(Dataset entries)

++++++++++++++++++++

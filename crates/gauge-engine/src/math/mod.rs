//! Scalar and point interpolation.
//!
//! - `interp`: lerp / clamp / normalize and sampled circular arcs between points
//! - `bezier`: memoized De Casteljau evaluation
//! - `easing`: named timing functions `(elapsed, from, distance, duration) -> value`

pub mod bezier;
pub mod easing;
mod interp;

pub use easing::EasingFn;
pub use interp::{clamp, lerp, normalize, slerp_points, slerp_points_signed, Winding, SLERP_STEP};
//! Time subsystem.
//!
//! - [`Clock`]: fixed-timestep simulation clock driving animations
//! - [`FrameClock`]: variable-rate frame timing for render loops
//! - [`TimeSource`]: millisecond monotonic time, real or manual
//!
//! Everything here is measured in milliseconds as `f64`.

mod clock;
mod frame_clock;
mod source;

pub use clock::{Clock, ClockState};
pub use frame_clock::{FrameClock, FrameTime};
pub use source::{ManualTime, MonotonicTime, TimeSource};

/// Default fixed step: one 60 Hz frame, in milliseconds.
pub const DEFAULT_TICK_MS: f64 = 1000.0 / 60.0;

++++++++++++++++++++

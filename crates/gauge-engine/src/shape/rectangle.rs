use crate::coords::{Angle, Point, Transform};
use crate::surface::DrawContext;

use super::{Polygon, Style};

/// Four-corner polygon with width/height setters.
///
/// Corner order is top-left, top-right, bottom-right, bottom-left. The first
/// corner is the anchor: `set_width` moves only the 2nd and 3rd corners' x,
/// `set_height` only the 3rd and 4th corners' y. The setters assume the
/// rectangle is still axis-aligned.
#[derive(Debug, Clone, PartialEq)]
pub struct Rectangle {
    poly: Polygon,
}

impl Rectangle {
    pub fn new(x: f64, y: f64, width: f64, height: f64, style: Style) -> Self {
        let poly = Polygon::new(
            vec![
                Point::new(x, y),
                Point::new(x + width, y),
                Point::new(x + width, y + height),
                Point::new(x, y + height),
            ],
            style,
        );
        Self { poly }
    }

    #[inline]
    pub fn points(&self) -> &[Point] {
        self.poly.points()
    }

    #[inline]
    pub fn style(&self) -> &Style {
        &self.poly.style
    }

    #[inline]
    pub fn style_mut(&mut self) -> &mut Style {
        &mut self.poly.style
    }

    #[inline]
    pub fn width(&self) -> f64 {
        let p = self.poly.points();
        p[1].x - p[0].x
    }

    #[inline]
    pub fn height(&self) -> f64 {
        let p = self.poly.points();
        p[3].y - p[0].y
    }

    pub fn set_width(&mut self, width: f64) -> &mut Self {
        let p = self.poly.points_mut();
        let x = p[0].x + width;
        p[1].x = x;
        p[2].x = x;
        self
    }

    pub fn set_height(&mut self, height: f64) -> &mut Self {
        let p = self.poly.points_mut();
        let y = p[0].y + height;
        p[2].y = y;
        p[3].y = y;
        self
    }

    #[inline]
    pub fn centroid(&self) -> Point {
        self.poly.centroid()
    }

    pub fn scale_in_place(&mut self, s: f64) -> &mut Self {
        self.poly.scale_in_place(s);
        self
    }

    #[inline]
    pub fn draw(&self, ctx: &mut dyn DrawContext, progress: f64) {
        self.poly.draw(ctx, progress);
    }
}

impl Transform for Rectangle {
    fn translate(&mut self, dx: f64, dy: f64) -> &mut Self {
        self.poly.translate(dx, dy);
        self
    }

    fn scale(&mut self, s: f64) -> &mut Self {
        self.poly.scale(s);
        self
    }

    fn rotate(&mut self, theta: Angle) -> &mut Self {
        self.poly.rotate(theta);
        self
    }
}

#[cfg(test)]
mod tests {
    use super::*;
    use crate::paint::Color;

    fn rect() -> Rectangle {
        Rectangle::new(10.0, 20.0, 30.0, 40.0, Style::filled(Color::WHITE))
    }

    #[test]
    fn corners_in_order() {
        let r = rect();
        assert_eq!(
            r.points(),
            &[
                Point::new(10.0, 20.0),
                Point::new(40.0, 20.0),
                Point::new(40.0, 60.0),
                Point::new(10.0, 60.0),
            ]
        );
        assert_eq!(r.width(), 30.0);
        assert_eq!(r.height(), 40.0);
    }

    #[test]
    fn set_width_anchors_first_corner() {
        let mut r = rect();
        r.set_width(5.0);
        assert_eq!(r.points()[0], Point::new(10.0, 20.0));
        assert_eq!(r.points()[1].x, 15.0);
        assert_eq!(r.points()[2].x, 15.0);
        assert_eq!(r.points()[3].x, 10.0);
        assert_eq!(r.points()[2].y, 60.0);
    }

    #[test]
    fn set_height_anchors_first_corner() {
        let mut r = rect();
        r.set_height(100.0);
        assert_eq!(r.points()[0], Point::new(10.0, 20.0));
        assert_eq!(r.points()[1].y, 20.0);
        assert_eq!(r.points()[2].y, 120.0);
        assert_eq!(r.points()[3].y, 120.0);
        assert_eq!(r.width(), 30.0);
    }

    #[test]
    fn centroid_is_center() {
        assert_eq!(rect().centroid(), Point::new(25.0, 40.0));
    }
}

++++++++++++++++++++

## EXERCISE
Find "engine" in the data above. Report each line where it appears.

## SOLUTION TO THIS TASK
filename crates/gauge-engine/src/math/mod.rs
filename crates/gauge-engine/src/shape/rectangle.rs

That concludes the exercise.